■ **Stored data entries**:

☆ ☆ ☆ ☆ ☆

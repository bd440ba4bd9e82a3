use std::path::Path;
use std::time::Duration;

use serde::{Deserialize, Serialize};

use kestrel_api::errors::{SystemError, SystemResult};

pub const DEFAULT_TICK_INTERVAL_US: u64 = 2500;
pub const DEFAULT_WATCHDOG_STEP_MS: u64 = 1000;
pub const DEFAULT_WATCHDOG_STEPS: u32 = 5;

/// Configuration for the scheduler thread pool.
///
/// Every field has a default, so a JSON document only needs the keys it
/// overrides:
///
/// ```rust
/// use kestrel::config::SchedulerConfig;
///
/// let config = SchedulerConfig::from_json_str(r#"{ "worker_count": 8 }"#).unwrap();
/// assert_eq!(config.worker_count, 8);
/// assert_eq!(config.watchdog_steps, 5);
/// ```
#[derive(Clone, Debug, PartialEq, Eq, Serialize, Deserialize)]
#[serde(default)]
pub struct SchedulerConfig {
    /// Number of worker threads dispatching messages.
    pub worker_count: usize,

    /// Real time between two logical clock ticks, in microseconds.
    pub tick_interval_us: u64,

    /// Length of one watchdog sleep increment, in milliseconds. The live
    /// service count is re-checked after every increment.
    pub watchdog_step_ms: u64,

    /// Number of sleep increments between two stall checks.
    pub watchdog_steps: u32,

    /// Prefix for the names of all scheduler threads.
    pub thread_name_prefix: String,
}

impl Default for SchedulerConfig {
    fn default() -> Self {
        Self {
            worker_count: num_cpus::get(),
            tick_interval_us: DEFAULT_TICK_INTERVAL_US,
            watchdog_step_ms: DEFAULT_WATCHDOG_STEP_MS,
            watchdog_steps: DEFAULT_WATCHDOG_STEPS,
            thread_name_prefix: "kestrel".to_string(),
        }
    }
}

impl SchedulerConfig {
    /// Default configuration with an explicit worker count.
    pub fn with_workers(worker_count: usize) -> Self {
        Self {
            worker_count,
            ..Default::default()
        }
    }

    /// Parses a JSON document and validates the result.
    pub fn from_json_str(text: &str) -> SystemResult<Self> {
        let config: SchedulerConfig = serde_json::from_str(text)?;
        config.validate()?;
        Ok(config)
    }

    /// Reads and validates a JSON configuration file.
    pub fn from_file(path: impl AsRef<Path>) -> SystemResult<Self> {
        let text = std::fs::read_to_string(path)?;
        Self::from_json_str(&text)
    }

    /// Rejects values that would leave a role without a bounded loop.
    pub fn validate(&self) -> SystemResult<()> {
        if self.worker_count == 0 {
            return Err(SystemError::ConfigError(
                "worker_count must be at least 1".to_string(),
            ));
        }
        if self.tick_interval_us == 0 {
            return Err(SystemError::ConfigError(
                "tick_interval_us must be greater than 0".to_string(),
            ));
        }
        if self.watchdog_step_ms == 0 || self.watchdog_steps == 0 {
            return Err(SystemError::ConfigError(
                "watchdog_step_ms and watchdog_steps must be greater than 0".to_string(),
            ));
        }
        // Shutdown must be observed within a second by every role
        if self.watchdog_step_ms > 1000 || self.tick_interval_us > 1_000_000 {
            return Err(SystemError::ConfigError(
                "watchdog_step_ms and tick_interval_us must not exceed one second".to_string(),
            ));
        }
        Ok(())
    }

    pub fn tick_interval(&self) -> Duration {
        Duration::from_micros(self.tick_interval_us)
    }

    pub fn watchdog_step(&self) -> Duration {
        Duration::from_millis(self.watchdog_step_ms)
    }

    /// Time between two stall checks.
    pub fn watchdog_cycle(&self) -> Duration {
        self.watchdog_step() * self.watchdog_steps
    }
}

☆ ☆ ☆ ☆ ☆

Set down the entries above again, word for word.

repository bd440ba4bd9e82a3
use std::path::Path;
use std::time::Duration;

use serde::{Deserialize, Serialize};

use kestrel_api::errors::{SystemError, SystemResult};

pub const DEFAULT_TICK_INTERVAL_US: u64 = 2500;
pub const DEFAULT_WATCHDOG_STEP_MS: u64 = 1000;
pub const DEFAULT_WATCHDOG_STEPS: u32 = 5;

/// Configuration for the scheduler thread pool.
///
/// Every field has a default, so a JSON document only needs the keys it
/// overrides:
///
/// ```rust
/// use kestrel::config::SchedulerConfig;
///
/// let config = SchedulerConfig::from_json_str(r#"{ "worker_count": 8 }"#).unwrap();
/// assert_eq!(config.worker_count, 8);
/// assert_eq!(config.watchdog_steps, 5);
/// ```
#[derive(Clone, Debug, PartialEq, Eq, Serialize, Deserialize)]
#[serde(default)]
pub struct SchedulerConfig {
    /// Number of worker threads dispatching messages.
    pub worker_count: usize,

    /// Real time between two logical clock ticks, in microseconds.
    pub tick_interval_us: u64,

    /// Length of one watchdog sleep increment, in milliseconds. The live
    /// service count is re-checked after every increment.
    pub watchdog_step_ms: u64,

    /// Number of sleep increments between two stall checks.
    pub watchdog_steps: u32,

    /// Prefix for the names of all scheduler threads.
    pub thread_name_prefix: String,
}

impl Default for SchedulerConfig {
    fn default() -> Self {
        Self {
            worker_count: num_cpus::get(),
            tick_interval_us: DEFAULT_TICK_INTERVAL_US,
            watchdog_step_ms: DEFAULT_WATCHDOG_STEP_MS,
            watchdog_steps: DEFAULT_WATCHDOG_STEPS,
            thread_name_prefix: "kestrel".to_string(),
        }
    }
}

impl SchedulerConfig {
    /// Default configuration with an explicit worker count.
    pub fn with_workers(worker_count: usize) -> Self {
        Self {
            worker_count,
            ..Default::default()
        }
    }

    /// Parses a JSON document and validates the result.
    pub fn from_json_str(text: &str) -> SystemResult<Self> {
        let config: SchedulerConfig = serde_json::from_str(text)?;
        config.validate()?;
        Ok(config)
    }

    /// Reads and validates a JSON configuration file.
    pub fn from_file(path: impl AsRef<Path>) -> SystemResult<Self> {
        let text = std::fs::read_to_string(path)?;
        Self::from_json_str(&text)
    }

    /// Rejects values that would leave a role without a bounded loop.
    pub fn validate(&self) -> SystemResult<()> {
        if self.worker_count == 0 {
            return Err(SystemError::ConfigError(
                "worker_count must be at least 1".to_string(),
            ));
        }
        if self.tick_interval_us == 0 {
            return Err(SystemError::ConfigError(
                "tick_interval_us must be greater than 0".to_string(),
            ));
        }
        if self.watchdog_step_ms == 0 || self.watchdog_steps == 0 {
            return Err(SystemError::ConfigError(
                "watchdog_step_ms and watchdog_steps must be greater than 0".to_string(),
            ));
        }
        // Shutdown must be observed within a second by every role
        if self.watchdog_step_ms > 1000 || self.tick_interval_us > 1_000_000 {
            return Err(SystemError::ConfigError(
                "watchdog_step_ms and tick_interval_us must not exceed one second".to_string(),
            ));
        }
        Ok(())
    }

    pub fn tick_interval(&self) -> Duration {
        Duration::from_micros(self.tick_interval_us)
    }

    pub fn watchdog_step(&self) -> Duration {
        Duration::from_millis(self.watchdog_step_ms)
    }

    /// Time between two stall checks.
    pub fn watchdog_cycle(&self) -> Duration {
        self.watchdog_step() * self.watchdog_steps
    }
}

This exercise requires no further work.